## EXTRACTED RECORDS

□ □ □ □

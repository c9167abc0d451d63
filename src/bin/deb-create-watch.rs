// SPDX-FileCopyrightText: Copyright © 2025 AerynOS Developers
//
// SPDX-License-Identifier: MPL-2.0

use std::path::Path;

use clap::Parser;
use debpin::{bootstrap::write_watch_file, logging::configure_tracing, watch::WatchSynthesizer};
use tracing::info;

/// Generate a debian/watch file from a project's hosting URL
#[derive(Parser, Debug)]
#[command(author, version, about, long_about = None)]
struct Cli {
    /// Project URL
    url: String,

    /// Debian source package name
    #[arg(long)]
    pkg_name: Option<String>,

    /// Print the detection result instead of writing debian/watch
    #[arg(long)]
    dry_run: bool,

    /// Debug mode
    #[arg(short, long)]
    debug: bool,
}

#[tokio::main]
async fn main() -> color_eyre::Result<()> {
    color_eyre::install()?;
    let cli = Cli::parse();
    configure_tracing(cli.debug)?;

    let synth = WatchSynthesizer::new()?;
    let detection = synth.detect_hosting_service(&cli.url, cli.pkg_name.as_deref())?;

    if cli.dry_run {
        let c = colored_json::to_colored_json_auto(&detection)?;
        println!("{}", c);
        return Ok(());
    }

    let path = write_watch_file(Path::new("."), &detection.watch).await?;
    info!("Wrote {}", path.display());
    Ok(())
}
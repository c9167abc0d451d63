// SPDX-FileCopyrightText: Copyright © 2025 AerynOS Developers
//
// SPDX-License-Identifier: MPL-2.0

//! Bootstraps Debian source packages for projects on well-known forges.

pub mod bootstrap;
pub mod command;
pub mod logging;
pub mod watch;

□ □ □ □

## PROMPT
Using the listing above, locate the lines that hold "info" and copy each one.

## SOLUTION BELOW
use tracing::info;
    info!("Wrote {}", path.display());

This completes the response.